She nodded, and he found himself wondering what else she might find interesting. That bobcat claws were retractable and didn’t always show in the tracks? The way they had of crossing a logging road as soon as they came upon it, instead of padding cautiously alongside like other creatures tended to do? That some folks called them Wood Ghosts; that to see one was a good omen, and he had seen one, once, years ago on the frozen river, a spectre carved from ice and woodsmoke?

‘They’ve summer and winter coats,’ he offered, ‘silver in the winter, brown and red,’ – he glanced at her hair – ‘in the summer.’ Abruptly self-conscious, he turned from her as if to scan the ridges.

‘How long have you been tracking this one?’

‘Not long.’ He hesitated. ‘A couple of hours. Goes better with a dog,’ he added defensively.

‘Don’t you have one?’

‘Gave her away.’

‘Oh. Why? Was she no good?’

‘She was great.’

‘So why did you—’

‘Why are you here anyway?’ he demanded. ‘Are you really lost or just following me around?’

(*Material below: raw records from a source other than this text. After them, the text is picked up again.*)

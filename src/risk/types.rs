//! Risk management types

use crate::signal::{Side, StrategyId};
use rust_decimal::Decimal;
use serde::{Deserialize, Serialize};

/// Condition that pauses new entries
#[derive(Debug, Clone, Copy, PartialEq, Eq, PartialOrd, Ord, Hash, Serialize, Deserialize)]
#[serde(rename_all = "snake_case")]
pub enum PauseReason {
    /// Drawdown from peak at or beyond the threshold
    Drawdown,
    /// Losing streak at or beyond the limit
    ConsecutiveLosses,
    /// Realized loss for the day at or beyond the limit
    DailyLoss,
}

/// Why a decision was approved or rejected
#[derive(Debug, Clone, Copy, PartialEq, Eq, Serialize, Deserialize)]
#[serde(rename_all = "snake_case")]
pub enum DecisionReason {
    Approved,
    NeutralSignal,
    PositionExists,
    /// Paused, with the first active trigger
    TradingPaused(Option<PauseReason>),
    MaxOpenPositions,
    SizeTooSmall,
    InvalidPrice,
}

/// Output of the risk controller for one aggregated signal
#[derive(Debug, Clone, PartialEq, Serialize, Deserialize)]
pub struct RiskDecision {
    pub approved: bool,
    pub symbol: String,
    /// Side to open; None on rejections before a direction is known
    pub side: Option<Side>,
    /// Notional in quote currency
    pub size: Decimal,
    /// Base units to order
    pub quantity: Decimal,
    pub leverage: u32,
    pub entry_price: Decimal,
    pub stop_loss_price: Decimal,
    pub take_profit_price: Decimal,
    pub reason: DecisionReason,
    /// Strategies whose contribution agreed with `side`
    pub supporting_strategies: Vec<StrategyId>,
}

impl RiskDecision {
    /// A rejection carrying no order parameters
    pub fn rejected(symbol: impl Into<String>, side: Option<Side>, reason: DecisionReason) -> Self {
        Self {
            approved: false,
            symbol: symbol.into(),
            side,
            size: Decimal::ZERO,
            quantity: Decimal::ZERO,
            leverage: 0,
            entry_price: Decimal::ZERO,
            stop_loss_price: Decimal::ZERO,
            take_profit_price: Decimal::ZERO,
            reason,
            supporting_strategies: vec![],
        }
    }
}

She laughed. ‘That’s right. First I lie in wait at the store and now I’m stalking you through the woods.’ She seated herself on a large rock, tilting her head as she looked up at him. ‘I’m a trifle lost, I have to admit. It was such a lovely morning that a walk seemed like just the thing, but now—’ She sighed dramatically. ‘I can’t quite figure out my way back.’

‘Damn fool thing to do, wandering about alone when you’re not familiar with the woods. What would you have done if you hadn’t seen me?’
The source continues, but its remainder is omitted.